** What you will do **
Copy each line of the records that includes "find".

** Dataset records **
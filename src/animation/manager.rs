use std::collections::BTreeMap;

use smallvec::SmallVec;

use crate::{
    animation::track::{
        AnimationTrack, AssetRef, Intensity, Params, TimeOffset, TrackColor, derive_window,
    },
    document::model::Word,
    foundation::core::{MAX_TRACKS_PER_WORD, TimeRange},
    index::cache::WordEntry,
};

/// Inline storage for one word's tracks.
pub type TrackList = SmallVec<[AnimationTrack; MAX_TRACKS_PER_WORD]>;

/// Why a track mutation left state unchanged.
#[derive(Clone, Copy, Debug, PartialEq, Eq)]
pub enum Rejection {
    /// The word already carries the maximum number of tracks.
    CapacityExceeded,
    /// The asset is already bound to the word.
    AlreadyPresent,
    /// No track for this asset exists on the word.
    UnknownTrack,
}

/// Outcome of a single-word track mutation.
#[derive(Clone, Copy, Debug, PartialEq, Eq)]
pub enum TrackChange {
    /// A track was appended at `position`.
    Added { position: usize },
    Removed,
    Updated,
    Unchanged(Rejection),
}

impl TrackChange {
    pub fn is_change(self) -> bool {
        !matches!(self, Self::Unchanged(_))
    }
}

/// Per-word counts produced by batch operations.
#[derive(Clone, Debug, Default, PartialEq, Eq)]
pub struct BatchSummary {
    pub added: Vec<String>,
    pub removed: Vec<String>,
    pub updated: Vec<String>,
    /// Words left untouched, with the reason.
    pub skipped: Vec<(String, Rejection)>,
}

impl BatchSummary {
    /// Every word id whose tracks changed.
    pub fn changed(&self) -> impl Iterator<Item = &str> {
        self.added
            .iter()
            .chain(&self.removed)
            .chain(&self.updated)
            .map(String::as_str)
    }
}

/// Supplies extra default parameters for a newly added track from word/clip context.
pub trait AutofillResolver {
    fn autofill(&self, entry: &WordEntry<'_>, asset: &AssetRef) -> Params;
}

/// Resolver that adds nothing.
#[derive(Clone, Copy, Debug, Default)]
pub struct NoAutofill;

impl AutofillResolver for NoAutofill {
    fn autofill(&self, _entry: &WordEntry<'_>, _asset: &AssetRef) -> Params {
        Params::new()
    }
}

/// Authoritative word-id -> track list map.
///
/// Every add/remove recolors the remaining tracks by position, so position 0/1/2 is always
/// blue/green/purple. Words without tracks have no entry.
#[derive(Clone, Debug, Default, PartialEq)]
pub struct TrackManager {
    tracks: BTreeMap<String, TrackList>,
    default_intensity: Option<Intensity>,
}

impl TrackManager {
    pub fn new() -> Self {
        Self::default()
    }

    /// Use `intensity` instead of [`Intensity::default`] for new tracks.
    pub fn with_default_intensity(intensity: Intensity) -> Self {
        Self {
            tracks: BTreeMap::new(),
            default_intensity: Some(intensity),
        }
    }

    pub fn set_default_intensity(&mut self, intensity: Intensity) {
        self.default_intensity = Some(intensity);
    }

    pub fn tracks(&self, word_id: &str) -> &[AnimationTrack] {
        self.tracks.get(word_id).map(|t| t.as_slice()).unwrap_or(&[])
    }

    pub fn track(&self, word_id: &str, asset_id: &str) -> Option<&AnimationTrack> {
        self.tracks(word_id).iter().find(|t| t.asset_id == asset_id)
    }

    pub fn asset_ids(&self, word_id: &str) -> Vec<String> {
        self.tracks(word_id)
            .iter()
            .map(|t| t.asset_id.clone())
            .collect()
    }

    pub fn has_asset(&self, word_id: &str, asset_id: &str) -> bool {
        self.track(word_id, asset_id).is_some()
    }

    /// Word ids that currently carry at least one track.
    pub fn word_ids(&self) -> impl Iterator<Item = &str> {
        self.tracks.keys().map(String::as_str)
    }

    /// Bind `asset` to a word.
    ///
    /// No-op when the word already has the asset or is at capacity. The window is derived
    /// from `base` and `offset` via [`derive_window`].
    pub fn add_track(
        &mut self,
        word_id: &str,
        asset: &AssetRef,
        base: TimeRange,
        offset: Option<TimeOffset>,
        params: Params,
    ) -> TrackChange {
        let existing = self.tracks(word_id);
        if existing.iter().any(|t| t.asset_id == asset.id) {
            return TrackChange::Unchanged(Rejection::AlreadyPresent);
        }
        if existing.len() >= MAX_TRACKS_PER_WORD {
            tracing::debug!(word_id, asset_id = %asset.id, "track capacity reached");
            return TrackChange::Unchanged(Rejection::CapacityExceeded);
        }

        let position = existing.len();
        let track = AnimationTrack {
            asset_id: asset.id.clone(),
            asset_name: asset.name.clone(),
            plugin_key: asset.plugin_key.clone(),
            timing: derive_window(base, offset.as_ref()),
            intensity: self.default_intensity.unwrap_or_default(),
            color: TrackColor::for_position(position),
            time_offset: offset,
            params,
        };
        self.tracks
            .entry(word_id.to_string())
            .or_default()
            .push(track);
        TrackChange::Added { position }
    }

    /// Unbind an asset and recolor the survivors by their new positions.
    pub fn remove_track(&mut self, word_id: &str, asset_id: &str) -> TrackChange {
        let Some(list) = self.tracks.get_mut(word_id) else {
            return TrackChange::Unchanged(Rejection::UnknownTrack);
        };
        let before = list.len();
        list.retain(|t| t.asset_id != asset_id);
        if list.len() == before {
            return TrackChange::Unchanged(Rejection::UnknownTrack);
        }
        if list.is_empty() {
            self.tracks.remove(word_id);
        } else {
            recolor(list);
        }
        TrackChange::Removed
    }

    /// Set an explicit window and recompute the offset from the word's canonical `base`.
    pub fn update_track_timing(
        &mut self,
        word_id: &str,
        asset_id: &str,
        timing: TimeRange,
        base: TimeRange,
    ) -> TrackChange {
        self.with_track(word_id, asset_id, |t| {
            t.timing = timing;
            t.time_offset = Some(TimeOffset::seconds(
                timing.start - base.start,
                timing.end - base.end,
            ));
        })
    }

    /// Shallow-merge `partial` into the track's parameters.
    pub fn update_track_params(
        &mut self,
        word_id: &str,
        asset_id: &str,
        partial: &Params,
    ) -> TrackChange {
        self.with_track(word_id, asset_id, |t| {
            for (k, v) in partial {
                t.params.insert(k.clone(), v.clone());
            }
        })
    }

    pub fn update_track_intensity(
        &mut self,
        word_id: &str,
        asset_id: &str,
        intensity: Intensity,
    ) -> TrackChange {
        self.with_track(word_id, asset_id, |t| t.intensity = intensity)
    }

    pub fn set_track_plugin_key(
        &mut self,
        word_id: &str,
        asset_id: &str,
        plugin_key: Option<String>,
    ) -> TrackChange {
        self.with_track(word_id, asset_id, |t| t.plugin_key = plugin_key)
    }

    /// Re-derive every window of a word from a new base timing and each track's stored
    /// offset; returns how many tracks moved.
    pub fn rebase_word(&mut self, word_id: &str, base: TimeRange) -> usize {
        let Some(list) = self.tracks.get_mut(word_id) else {
            return 0;
        };
        for t in list.iter_mut() {
            t.timing = derive_window(base, t.time_offset.as_ref());
        }
        list.len()
    }

    /// Remove every track from a word; returns how many were removed.
    pub fn clear_tracks(&mut self, word_id: &str) -> usize {
        self.tracks.remove(word_id).map(|l| l.len()).unwrap_or(0)
    }

    /// Copy of a word's tracks for later [`TrackManager::restore`].
    pub fn snapshot(&self, word_id: &str) -> Option<TrackList> {
        self.tracks.get(word_id).cloned()
    }

    /// Put back a snapshot taken with [`TrackManager::snapshot`].
    pub fn restore(&mut self, word_id: &str, snapshot: Option<TrackList>) {
        match snapshot {
            Some(list) if !list.is_empty() => {
                self.tracks.insert(word_id.to_string(), list);
            }
            _ => {
                self.tracks.remove(word_id);
            }
        }
    }

    /// Add `asset` to words that lack it and remove it from words that have it.
    ///
    /// New tracks get `defaults` overlaid with the resolver's autofill values. Words at
    /// capacity are skipped.
    pub fn toggle_for_words(
        &mut self,
        targets: &[WordEntry<'_>],
        asset: &AssetRef,
        offset: Option<&TimeOffset>,
        defaults: &Params,
        autofill: &dyn AutofillResolver,
    ) -> BatchSummary {
        let mut summary = BatchSummary::default();
        for entry in targets {
            let word_id = entry.word.id.as_str();
            if self.has_asset(word_id, &asset.id) {
                self.remove_track(word_id, &asset.id);
                summary.removed.push(word_id.to_string());
                continue;
            }
            let mut params = defaults.clone();
            params.extend(autofill.autofill(entry, asset));
            match self.add_track(
                word_id,
                asset,
                entry.word.timing(),
                offset.cloned(),
                params,
            ) {
                TrackChange::Added { .. } => summary.added.push(word_id.to_string()),
                TrackChange::Unchanged(why) => summary.skipped.push((word_id.to_string(), why)),
                _ => {}
            }
        }
        summary
    }

    /// Merge `partial` into the `asset_id` track of every listed word.
    pub fn update_params_for_words(
        &mut self,
        word_ids: &[String],
        asset_id: &str,
        partial: &Params,
    ) -> BatchSummary {
        let mut summary = BatchSummary::default();
        for w in word_ids {
            match self.update_track_params(w, asset_id, partial) {
                TrackChange::Unchanged(why) => summary.skipped.push((w.clone(), why)),
                _ => summary.updated.push(w.clone()),
            }
        }
        summary
    }

    pub fn remove_from_words(&mut self, word_ids: &[String], asset_id: &str) -> BatchSummary {
        let mut summary = BatchSummary::default();
        for w in word_ids {
            match self.remove_track(w, asset_id) {
                TrackChange::Unchanged(why) => summary.skipped.push((w.clone(), why)),
                _ => summary.removed.push(w.clone()),
            }
        }
        summary
    }

    /// Drop tracks of words for which `keep` returns `false`.
    pub fn retain_words(&mut self, mut keep: impl FnMut(&str) -> bool) -> usize {
        let before = self.tracks.len();
        self.tracks.retain(|w, _| keep(w));
        before - self.tracks.len()
    }

    /// Write `applied_assets` and `animation_tracks` into a word.
    pub fn mirror_into(&self, word: &mut Word) {
        let tracks = self.tracks(&word.id);
        word.applied_assets = tracks.iter().map(|t| t.asset_id.clone()).collect();
        word.animation_tracks = tracks.to_vec();
    }

    /// Rebuild the map from the mirrors stored on words, e.g. after loading a project.
    pub fn from_mirrors<'a>(words: impl IntoIterator<Item = &'a Word>) -> Self {
        let mut out = Self::new();
        for w in words {
            let mut list: TrackList = w
                .animation_tracks
                .iter()
                .take(MAX_TRACKS_PER_WORD)
                .cloned()
                .collect();
            if list.is_empty() {
                continue;
            }
            recolor(&mut list);
            out.tracks.insert(w.id.clone(), list);
        }
        out
    }

    fn with_track(
        &mut self,
        word_id: &str,
        asset_id: &str,
        f: impl FnOnce(&mut AnimationTrack),
    ) -> TrackChange {
        let track = self
            .tracks
            .get_mut(word_id)
            .and_then(|l| l.iter_mut().find(|t| t.asset_id == asset_id));
        match track {
            Some(t) => {
                f(t);
                TrackChange::Updated
            }
            None => TrackChange::Unchanged(Rejection::UnknownTrack),
        }
    }
}

fn recolor(list: &mut TrackList) {
    for (i, t) in list.iter_mut().enumerate() {
        t.color = TrackColor::for_position(i);
    }
}

#[cfg(test)]
#[path = "../../tests/unit/animation/manager.rs"]
mod tests;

** Problem solution **
        self.tracks(word_id).iter().find(|t| t.asset_id == asset_id)
            .and_then(|l| l.iter_mut().find(|t| t.asset_id == asset_id));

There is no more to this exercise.